An attachment to McClellan's letter included physician work RVUs, plus staff time and medical equipment, that would go into calculating payments for the new codes. But the letter didn't actually specify what the payment amounts for the new codes would be.

The American Society of Clinical Oncologists called on CMS to reveal the numbers as quickly as possible, and said its "rough estimate" showed the new numbers would only boost payments to oncologists by $100 million in 2005, or a fifth of the amount oncologists stand to lose. But we won't really know how much relief the new codes offer until CMS issues its final Physician Fee Schedule rule, according to Deborah Kamin, ASCO's senior director of cancer policy and clinical affairs.

CMS Leaves Docs Codeless for Managing Drug Reactions

CMS followed the RUC's recommendation not to introduce any new codes for managing significant adverse drug reaction, McClellan said. Instead, CMS will encourage oncologists to use existing options more frequently, including billing a separate high-level evaluation and management visit, raising the level of an existing visit, billing for prolonged services, or billing for critical care.

There are a couple of problems with this approach, says coder Christine Berger with the St. Louis University Internal Medicine Dept. Carriers and intermediaries regularly put prepayment edits on critical care and downcode the claim automatically to a regular E/M visit unless they see the correct notes. Billing staff have to comb through every single critical care claim to identify and explain these downcodes, which costs more than the added reimbursement.

ASCO has told CMS that the carriers' "frequent denials" have discouraged doctors from billing for prolonged services or critical care, and CMS has asked for examples of this problem, Kamin says. She hopes CMS will go back to the carriers "with a little more explicit guidance" so the carriers will start treating these codes more consistently with CMS' wishes.

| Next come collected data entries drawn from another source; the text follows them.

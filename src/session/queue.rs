//! Outbound control-payload queue: FIFO within each priority class,
//! urgent class drained first. Thread-safe enqueue, single consumer.

use std::collections::VecDeque;

use parking_lot::Mutex;
use tokio::sync::Notify;

use crate::gateway::OutboundPayload;

#[derive(Debug, Clone, Copy, PartialEq, Eq)]
pub enum SendPriority {
    /// Handshake traffic (identify, resume, select-protocol).
    Urgent,
    /// Everything else.
    Normal,
}

#[derive(Default)]
struct Classes {
    urgent: VecDeque<OutboundPayload>,
    normal: VecDeque<OutboundPayload>,
}

pub struct OutboundQueue {
    classes: Mutex<Classes>,
    notify: Notify,
}

impl Default for OutboundQueue {
    fn default() -> Self {
        Self::new()
    }
}

impl OutboundQueue {
    pub fn new() -> Self {
        Self {
            classes: Mutex::new(Classes::default()),
            notify: Notify::new(),
        }
    }

    pub fn push(&self, payload: OutboundPayload, priority: SendPriority) {
        {
            let mut classes = self.classes.lock();
            match priority {
                SendPriority::Urgent => classes.urgent.push_back(payload),
                SendPriority::Normal => classes.normal.push_back(payload),
            }
        }
        self.notify.notify_one();
    }

    pub fn pop(&self) -> Option<OutboundPayload> {
        let mut classes = self.classes.lock();
        classes
            .urgent
            .pop_front()
            .or_else(|| classes.normal.pop_front())
    }

    /// Resolves when a push may have made [`Self::pop`] productive.
    pub async fn notified(&self) {
        self.notify.notified().await;
    }

    pub fn clear(&self) {
        let mut classes = self.classes.lock();
        classes.urgent.clear();
        classes.normal.clear();
    }

    pub fn is_empty(&self) -> bool {
        let classes = self.classes.lock();
        classes.urgent.is_empty() && classes.normal.is_empty()
    }
}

Also, Medicare bundles codes for push and subcutaneous administration of therapeutic drugs with E/M visits. So if a chemotherapy patient has an adverse reaction and you're giving her therapeutic drugs to prevent or correct that reaction, you'll lose the reimbursement for administering those drugs if the doctor bills for a separate E/M visit. Medicare will pay for chemotherapy administration separately with an E/M as long as you use the correct modifier, but not therapeutic drug administration, explains Berger.

The new "average sales price" plan for pricing drugs will hurt doctors in areas where drugs are more expensive than the national average, Berger complains. In the end, the real victims will be patients who may not have access to the best drugs, or the best site of service, for their conditions.